On 19 November 1986 the Appellant was convicted of manslaughter by reason of diminished responsibility and sentenced to life imprisonment. The circumstances of the Index Offence are very troubling indeed.

8.

While in prison, the Appellant was assessed to be suffering from mental disorder and was diagnosed with paranoid schizophrenia. On 23 July 2006 the Secretary of State issued a warrant under sections 47 and 49 of the 1983 Act (i.e. a transfer direction with a restriction direction) restricting the Appellant’s discharge without limit of time.

9.

The Appellant was transferred from prison to hospital. At the time of the hearing before the First-tier Tribunal, he was detained at Kneesworth House Hospital.

10.

He made an application for his section to be reviewed and, on 25 February 2022, the First-tier Tribunal held a remote video hearing of his application.
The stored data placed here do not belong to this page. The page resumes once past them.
//! Common types used across Dineflow

use std::fmt;
use std::str::FromStr;

use serde::{Deserialize, Serialize};
use sqlx::FromRow;
use time::OffsetDateTime;
use uuid::Uuid;

use crate::error::DineflowError;

// =============================================================================
// ID Wrappers
// =============================================================================

/// Account ID wrapper (the restaurant owner's auth user id)
#[derive(Debug, Clone, Copy, PartialEq, Eq, Hash, Serialize, Deserialize, sqlx::Type)]
#[serde(transparent)]
#[sqlx(transparent)]
pub struct AccountId(pub Uuid);

impl AccountId {
    pub fn new() -> Self {
        Self(Uuid::new_v4())
    }

    /// Parse an account id carried as a string (e.g. in Stripe metadata)
    pub fn parse(raw: &str) -> Result<Self, DineflowError> {
        Uuid::parse_str(raw.trim())
            .map(Self)
            .map_err(|_| DineflowError::InvalidAccountId(raw.to_string()))
    }
}

impl Default for AccountId {
    fn default() -> Self {
        Self::new()
    }
}

impl From<Uuid> for AccountId {
    fn from(id: Uuid) -> Self {
        Self(id)
    }
}

impl fmt::Display for AccountId {
    fn fmt(&self, f: &mut fmt::Formatter<'_>) -> fmt::Result {
        write!(f, "{}", self.0)
    }
}

// =============================================================================
// Enums
// =============================================================================

/// Billing cadence of a subscription
#[derive(Debug, Clone, Copy, PartialEq, Eq, Hash, Serialize, Deserialize, sqlx::Type)]
#[sqlx(type_name = "VARCHAR", rename_all = "lowercase")]
#[serde(rename_all = "lowercase")]
pub enum PlanType {
    Trial,
    Monthly,
    Semiannual,
    Annual,
}

impl PlanType {
    pub const ALL: [PlanType; 4] = [
        PlanType::Trial,
        PlanType::Monthly,
        PlanType::Semiannual,
        PlanType::Annual,
    ];

    pub fn as_str(&self) -> &'static str {
        match self {
            Self::Trial => "trial",
            Self::Monthly => "monthly",
            Self::Semiannual => "semiannual",
            Self::Annual => "annual",
        }
    }

    /// Paid plans are everything except the free trial
    pub fn is_paid(&self) -> bool {
        !matches!(self, Self::Trial)
    }
}

impl fmt::Display for PlanType {
    fn fmt(&self, f: &mut fmt::Formatter<'_>) -> fmt::Result {
        f.write_str(self.as_str())
    }
}

impl FromStr for PlanType {
    type Err = DineflowError;

    fn from_str(s: &str) -> Result<Self, Self::Err> {
        match s.trim().to_lowercase().as_str() {
            "trial" => Ok(Self::Trial),
            "monthly" => Ok(Self::Monthly),
            "semiannual" => Ok(Self::Semiannual),
            "annual" => Ok(Self::Annual),
            other => Err(DineflowError::UnknownPlan(other.to_string())),
        }
    }
}

/// Stored subscription status.
///
/// `Expired` exists so read models can report it; webhook processing never
/// writes it.
#[derive(Debug, Clone, Copy, PartialEq, Eq, Hash, Serialize, Deserialize, sqlx::Type)]
#[sqlx(type_name = "VARCHAR", rename_all = "snake_case")]
#[serde(rename_all = "snake_case")]
pub enum SubscriptionStatus {
    Active,
    PastDue,
    Cancelled,
    Expired,
}

impl SubscriptionStatus {
    pub fn as_str(&self) -> &'static str {
        match self {
            Self::Active => "active",
            Self::PastDue => "past_due",
            Self::Cancelled => "cancelled",
            Self::Expired => "expired",
        }
    }
}

impl fmt::Display for SubscriptionStatus {
    fn fmt(&self, f: &mut fmt::Formatter<'_>) -> fmt::Result {
        f.write_str(self.as_str())
    }
}

impl FromStr for SubscriptionStatus {
    type Err = DineflowError;

    fn from_str(s: &str) -> Result<Self, Self::Err> {
        match s.trim().to_lowercase().as_str() {
            "active" => Ok(Self::Active),
            "past_due" => Ok(Self::PastDue),
            "cancelled" | "canceled" => Ok(Self::Cancelled),
            "expired" => Ok(Self::Expired),
            other => Err(DineflowError::UnknownStatus(other.to_string())),
        }
    }
}

// =============================================================================
// Subscription record
// =============================================================================

/// One row of the `subscriptions` table (at most one per account)
#[derive(Debug, Clone, PartialEq, Eq, Serialize, Deserialize, FromRow)]
pub struct SubscriptionRecord {
    pub id: Uuid,
    #[sqlx(rename = "user_id")]
    #[serde(rename = "user_id")]
    pub account_id: AccountId,
    pub plan_type: PlanType,
    pub status: SubscriptionStatus,
    #[serde(with = "time::serde::rfc3339")]
    pub current_period_start: OffsetDateTime,
    #[serde(with = "time::serde::rfc3339")]
    pub current_period_end: OffsetDateTime,
    pub stripe_subscription_id: Option<String>,
    pub stripe_customer_id: Option<String>,
    #[serde(with = "time::serde::rfc3339")]
    pub created_at: OffsetDateTime,
    #[serde(with = "time::serde::rfc3339")]
    pub updated_at: OffsetDateTime,
}

impl SubscriptionRecord {
    /// Whether this record is linked to a recurring processor subscription
    pub fn is_recurring(&self) -> bool {
        self.stripe_subscription_id.is_some()
    }
}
The case put to the First-tier Tribunal

11.

By his application to the First-tier Tribunal the Appellant sought:

a.

a notification under section 74(1)(a) of the 1983 Act that he would, if subject to a restriction order, be entitled to a conditional discharge; and

b.

a recommendation under section 74(1)(b) of the 1983 Act that if not discharged by the Secretary of State he should continue to be detained in hospital (rather than be remitted to prison).

12.

It was accepted by Mr Pezzani that the Appellant suffers from mental disorder (namely a diagnosis of paranoid schizophrenia, as well probably having a personality disorder and traits of autism spectrum disorder). It was also accepted that he required medical treatment to manage the risks associated with his mental disorder.

13.

While the Appellant’s responsible clinician and all but one of the other witnesses for the detaining authority supported the Appellant’s continued detention in hospital, expert evidence from an independent forensic consultant psychiatrist instructed by the Appellant (Dr Chin) and an independent social worker and approved mental health professional instructed by the Appellant (Mr Spencer-Humphrey), as well as the evidence of the Appellant’s primary nurse at Kneesworth House, indicated that he could be managed effectively in the community with 24 hour support in the context of a conditional discharge, with any necessary deprivation of liberty being authorised under the 2005 Act.

14.

The issue of the Appellant’s capacity to make decisions in his best interests was raised in each of the reports before the First-tier Tribunal, and Mr Pezzani made a clear submission about capacity in his position statement:

“7.

There is therefore a wealth of evidence to suggest that ML lacks capacity to make decisions about many of his post-discharge needs. That in turn indicates a reasonable likelihood that an MCA authorisation of a DoL care plan would be available. And that means that consideration of whether ML is entitled to conditional discharge should include an evaluation of how a DoL care plan would affect the question of whether the criteria in s.71(1)(b) are satisfied.

8.

Active symptoms of mental disorder, whether positive or negative, do not on their own mean that detention in hospital or treatment is either appropriate or necessary. Otherwise, every person with a mental disorder would be liable to detention for treatment. The question is whether the symptoms mean that treatment and management of the risks can only be achieved by detention in a hospital. If the answer to that question is “no” because treatment and risk management can also be achieved outside hospital, then detention for treatment is neither appropriate nor necessary.

9.

The issue is therefore whether the treatment and risk management that can be provided outside hospital is likely to represent a viable alternative to what is provided in hospital, i.e. is an alternative means of achieving the same ends. Dr Chin and Mr Spencer-Humphrey say that it is. What they recommend is in practice closely analogous to the current regime: it is proposed that ML will continue to have 24-hour support; will continue to receive medication, and care, and supervision. It follows from that that with suitable aftercare ML will be no more likely to relapse and/or present an unmanageable risk to himself or the public outside hospital than he does in hospital” (see p. 242 of the appeal bundle).

15.

The First-tier Tribunal heard evidence that, while the Appellant would choose not to take medication if given a free choice, he would take medication if he were required to do so by a “rule”.

The permission stage

16.

ML applied to the First-tier Tribunal for permission to appeal the FtT Decision. Permission was refused by a judge of the First-tier Tribunal on the basis that there was no arguable error of law, but ML then applied to the Upper Tribunal for permission to appeal and the matter came before me. I granted permission.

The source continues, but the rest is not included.